*** Opening Working data ***
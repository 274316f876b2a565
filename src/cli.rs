//! CLI argument definitions using clap derive macros.

use std::path::PathBuf;

use clap::Parser;

/// Mirror remote content to local storage.
///
/// Data Cloner pages through each enabled source, stores every recognized
/// item with a JSON metadata sidecar, and, when retirement is enabled for a
/// source, deletes the remote copy once the local one is confirmed on disk.
///
/// Values not given on the command line come from the config file.
#[derive(Parser, Debug)]
#[command(name = "data-cloner")]
#[command(author, version, about)]
pub struct Args {
    /// Increase output verbosity (-v for debug, -vv for trace)
    #[arg(short, long, action = clap::ArgAction::Count)]
    pub verbose: u8,

    /// Suppress non-error output
    #[arg(short, long)]
    pub quiet: bool,

    /// Config file path (default: $XDG_CONFIG_HOME/data-cloner/config.toml)
    #[arg(long, value_name = "PATH")]
    pub config: Option<PathBuf>,

    /// Destination root directory
    #[arg(short = 'o', long, value_name = "DIR")]
    pub output_dir: Option<PathBuf>,

    /// Only run these sources (repeatable; each must be enabled in config)
    #[arg(short = 's', long = "source", value_name = "NAME")]
    pub sources: Vec<String>,

    /// Never delete remote copies, regardless of config
    #[arg(long)]
    pub no_retire: bool,

    /// Minimum delay between outbound calls in milliseconds (0 to disable, max 60000)
    #[arg(short = 'l', long, value_parser = clap::value_parser!(u64).range(0..=60000))]
    pub rate_limit: Option<u64>,

    /// Maximum listing pages fetched per source (1-10000)
    #[arg(long, value_parser = clap::value_parser!(u64).range(1..=10000))]
    pub max_pages: Option<u64>,

    /// Maximum retry attempts for transient page failures (0-10)
    #[arg(short = 'r', long, value_parser = clap::value_parser!(u8).range(0..=10))]
    pub max_retries: Option<u8>,
}
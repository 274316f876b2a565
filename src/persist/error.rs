//! Error types for the fetch-persist engine.

use std::path::PathBuf;

use thiserror::Error;

/// Failures writing or confirming a local artifact.
///
/// Any of these means the item's id never reaches the retirement set.
#[derive(Debug, Error)]
pub enum PersistError {
    /// Creating a directory, writing, syncing or scanning failed.
    #[error("I/O error at {path}: {source}")]
    Io {
        /// Path being operated on.
        path: PathBuf,
        #[source]
        source: std::io::Error,
    },

    /// The item record could not be serialized for the sidecar.
    #[error("failed to serialize metadata for item {id}: {source}")]
    Serialize {
        id: String,
        #[source]
        source: serde_json::Error,
    },

    /// A written file did not show up in the post-write directory scan.
    #[error("write unconfirmed: {path} missing from post-write scan")]
    WriteUnconfirmed {
        /// The path that could not be found.
        path: PathBuf,
    },
}

impl PersistError {
    pub fn io(path: impl Into<PathBuf>, source: std::io::Error) -> Self {
        Self::Io {
            path: path.into(),
            source,
        }
    }

    pub fn write_unconfirmed(path: impl Into<PathBuf>) -> Self {
        Self::WriteUnconfirmed { path: path.into() }
    }

    /// Failure category as reported in run summaries.
    #[must_use]
    pub fn category(&self) -> &'static str {
        match self {
            Self::Io { .. } | Self::Serialize { .. } => "write-failed",
            Self::WriteUnconfirmed { .. } => "write-unconfirmed",
        }
    }
}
*** Closing Working data ***
Search the records for the word "from", then list every line that has it.

/// Values not given on the command line come from the config file.
    #[error("write unconfirmed: {path} missing from post-write scan")]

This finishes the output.